Geometry mediated friction reduction in Taylor-Couette flow

Periodic surface microtextures of different shapes such as V grooves, semicircular grooves, or rectangular grooves have been studied under laminar and turbulent flow conditions to offer guides for designing optimized low-friction surfaces. In this work we investigate the efficacy of periodic streamwise-aligned surface features in reducing the torque exerted on a steadily rotating cylinder in Taylor-Couette flow. Using three-dimensional printed riblet-textured rotors and a bespoke Taylor-Couette cell, which can be mounted on a controlled stress rheometer, we measure the evolution in the torque acting on the inner rotor as a function of three different dimensionless parameters: (i) the Reynolds number characterizing the flow, (ii) the sharpness of the riblets, as defined by their aspect ratio (height to wavelength), and (iii) the axial scale of the riblets with respect to the size of the overall Taylor-Couette cell (the ratio of the riblet wavelength to the gap of the Taylor-Couette cell). Our experimental results in the laminar viscous flow regime show a reduction in torque up to 10% over a wide range of Reynolds numbers that is a nonmonotonic function of the aspect ratio of the grooves and independent of Re d (the gap-based Reynolds number). However, after the transition to the Taylor vortex regime, the modification in torque also becomes a function of the Reynolds number while remaining a nonmonotonic function of the aspect ratio.

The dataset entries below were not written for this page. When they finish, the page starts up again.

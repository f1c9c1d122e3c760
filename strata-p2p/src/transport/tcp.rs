//! TCP transport.

use std::net::SocketAddr;
use std::sync::atomic::{AtomicU64, Ordering};
use std::sync::Arc;

use async_trait::async_trait;
use parking_lot::Mutex;
use tokio::net::{TcpListener, TcpStream};
use tokio::sync::mpsc;
use tokio::task::JoinHandle;
use tokio::time::timeout;
use tokio_util::sync::CancellationToken;

use crate::config::TransportConfig;
use crate::error::{P2pError, P2pResult};
use crate::message::Message;
use crate::peer::{ConnectionDirection, PeerId, TcpPeer};
use crate::protocol::{Decoder, Handshake};
use crate::registry::{PeerHandle, PeerRegistry};
use crate::sink::MessageSink;
use crate::transport::{connection, Transport, TransportEvent};

/// Capacity of the lifecycle event channel.
const EVENT_CHANNEL_CAPACITY: usize = 256;

/// State shared by the transport handle, the accept loop, and every
/// connection handler.
pub(crate) struct Shared {
    pub(crate) config: TransportConfig,
    pub(crate) registry: PeerRegistry,
    pub(crate) handshake: Arc<dyn Handshake>,
    pub(crate) decoder: Arc<dyn Decoder>,
    pub(crate) sink: Arc<dyn MessageSink>,
    pub(crate) shutdown: CancellationToken,
    local_addr: Mutex<Option<SocketAddr>>,
    accept_task: Mutex<Option<JoinHandle<()>>>,
    next_peer_id: AtomicU64,
    events: Mutex<Option<mpsc::Sender<TransportEvent>>>,
}

impl Shared {
    /// Send a lifecycle event without blocking; dropped if the observer lags.
    pub(crate) fn emit(&self, event: TransportEvent) {
        let tx = self.events.lock().clone();
        if let Some(tx) = tx {
            if let Err(e) = tx.try_send(event) {
                tracing::trace!(error = %e, "Dropped transport event");
            }
        }
    }

    /// Wrap a fresh connection in a peer and spawn its handler.
    fn spawn_connection(
        self: &Arc<Self>,
        stream: TcpStream,
        addr: SocketAddr,
        direction: ConnectionDirection,
    ) -> PeerId {
        if self.config.nodelay {
            if let Err(e) = stream.set_nodelay(true) {
                tracing::warn!(addr = %addr, error = %e, "Failed to set TCP_NODELAY");
            }
        }

        let peer_id = PeerId::new(self.next_peer_id.fetch_add(1, Ordering::Relaxed));
        let peer = Arc::new(TcpPeer::new(peer_id, addr, direction, &self.shutdown));

        tokio::spawn(connection::run_connection(self.clone(), peer, stream));
        peer_id
    }
}

/// Peer-to-peer transport over TCP.
///
/// Cheap to clone; all clones drive the same listener and registry.
#[derive(Clone)]
pub struct TcpTransport {
    pub(crate) shared: Arc<Shared>,
}

impl TcpTransport {
    /// Create a transport delivering decoded messages to `sink`.
    pub fn new(
        config: TransportConfig,
        handshake: impl Handshake + 'static,
        decoder: impl Decoder + 'static,
        sink: impl MessageSink + 'static,
    ) -> Self {
        Self {
            shared: Arc::new(Shared {
                config,
                registry: PeerRegistry::new(),
                handshake: Arc::new(handshake),
                decoder: Arc::new(decoder),
                sink: Arc::new(sink),
                shutdown: CancellationToken::new(),
                local_addr: Mutex::new(None),
                accept_task: Mutex::new(None),
                next_peer_id: AtomicU64::new(1),
                events: Mutex::new(None),
            }),
        }
    }

    /// Create a transport together with a bounded message channel of
    /// `config.sink_capacity`.
    pub fn with_channel(
        config: TransportConfig,
        handshake: impl Handshake + 'static,
        decoder: impl Decoder + 'static,
    ) -> (Self, mpsc::Receiver<Message>) {
        let (tx, rx) = mpsc::channel(config.sink_capacity.max(1));
        (Self::new(config, handshake, decoder, tx), rx)
    }

    /// Get a receiver for lifecycle events.
    ///
    /// Install it before listening or dialing to observe every connection.
    pub fn event_receiver(&self) -> mpsc::Receiver<TransportEvent> {
        let (tx, rx) = mpsc::channel(EVENT_CHANNEL_CAPACITY);
        *self.shared.events.lock() = Some(tx);
        rx
    }

    /// Get the transport configuration.
    pub fn config(&self) -> &TransportConfig {
        &self.shared.config
    }

    /// Address the listener is bound to, once listening.
    pub fn local_addr(&self) -> Option<SocketAddr> {
        *self.shared.local_addr.lock()
    }

    /// Bind the configured address and spawn the accept loop.
    ///
    /// Returns as soon as the listener is bound. A bind failure is returned
    /// here and nothing is spawned.
    pub async fn listen_and_accept(&self) -> P2pResult<()> {
        if self.shared.shutdown.is_cancelled() {
            return Err(P2pError::Shutdown);
        }
        if let Some(addr) = self.local_addr() {
            return Err(P2pError::AlreadyListening { addr });
        }

        let listen_addr = &self.shared.config.listen_addr;
        let listener = TcpListener::bind(listen_addr.as_str())
            .await
            .map_err(|source| P2pError::Bind {
                addr: listen_addr.clone(),
                source,
            })?;
        let local_addr = listener.local_addr()?;

        {
            let mut slot = self.shared.local_addr.lock();
            if let Some(addr) = *slot {
                return Err(P2pError::AlreadyListening { addr });
            }
            *slot = Some(local_addr);
        }

        tracing::info!(addr = %local_addr, "Transport listening");

        let handle = tokio::spawn(accept_loop(self.shared.clone(), listener));
        *self.shared.accept_task.lock() = Some(handle);
        Ok(())
    }

    /// Connect to a remote node.
    ///
    /// Returns once the TCP connection is established; the handshake and
    /// registration continue in the connection's own task.
    pub async fn dial(&self, addr: SocketAddr) -> P2pResult<PeerId> {
        if self.shared.shutdown.is_cancelled() {
            return Err(P2pError::Shutdown);
        }

        tracing::debug!(addr = %addr, "Dialing peer");

        let stream = match timeout(self.shared.config.connect_timeout, TcpStream::connect(addr)).await {
            Ok(Ok(stream)) => stream,
            Ok(Err(e)) => return Err(P2pError::Io(e)),
            Err(_) => return Err(P2pError::ConnectionTimeout { addr }),
        };
        let remote = stream.peer_addr()?;

        Ok(self
            .shared
            .spawn_connection(stream, remote, ConnectionDirection::Outbound))
    }

    /// Write raw bytes to a registered peer.
    pub async fn send(&self, addr: &SocketAddr, payload: &[u8]) -> P2pResult<()> {
        let peer = self
            .shared
            .registry
            .get(addr)
            .ok_or(P2pError::PeerNotFound(*addr))?;
        peer.send(payload).await
    }

    /// Get the peer registered for an address.
    pub fn peer(&self, addr: &SocketAddr) -> Option<PeerHandle> {
        self.shared.registry.get(addr)
    }

    /// Addresses of all registered peers.
    pub fn peer_addrs(&self) -> Vec<SocketAddr> {
        self.shared.registry.addrs()
    }

    /// Number of registered peers.
    pub fn peer_count(&self) -> usize {
        self.shared.registry.len()
    }

    /// Stop the accept loop, then close and unregister every peer.
    pub async fn close(&self) -> P2pResult<()> {
        self.shared.shutdown.cancel();

        let task = self.shared.accept_task.lock().take();
        if let Some(task) = task {
            if let Err(e) = task.await {
                tracing::warn!(error = %e, "Accept loop ended abnormally");
            }
        }

        let closed = self.shared.registry.close_all();
        *self.shared.local_addr.lock() = None;

        tracing::info!(peers = closed, "Transport closed");
        Ok(())
    }
}

#[async_trait]
impl Transport for TcpTransport {
    async fn listen_and_accept(&self) -> P2pResult<()> {
        TcpTransport::listen_and_accept(self).await
    }

    async fn dial(&self, addr: SocketAddr) -> P2pResult<PeerId> {
        TcpTransport::dial(self, addr).await
    }

    async fn close(&self) -> P2pResult<()> {
        TcpTransport::close(self).await
    }
}

/// Accept inbound connections until the transport shuts down.
async fn accept_loop(shared: Arc<Shared>, listener: TcpListener) {
    loop {
        tokio::select! {
            _ = shared.shutdown.cancelled() => {
                tracing::info!("Accept loop shutting down");
                break;
            }

            result = listener.accept() => {
                match result {
                    Ok((stream, addr)) => {
                        let peer_id = shared.spawn_connection(stream, addr, ConnectionDirection::Inbound);
                        tracing::debug!(peer = %peer_id, addr = %addr, "Accepted inbound connection");
                    }
                    Err(e) => {
                        tracing::warn!(error = %e, "Error accepting connection");
                    }
                }
            }
        }
    }
}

Using finite-volume simulation of the three-dimensional swirling flow in the annular gap, we discuss the kinematic changes to the Taylor-Couette flow in the presence of the riblets compared to the case of smooth rotors and compute the resulting torque reduction as a function of the parameter space defined above. Good agreement between experiments and computational predictions is found for both azimuthal Couette flow and the Taylor vortex regime.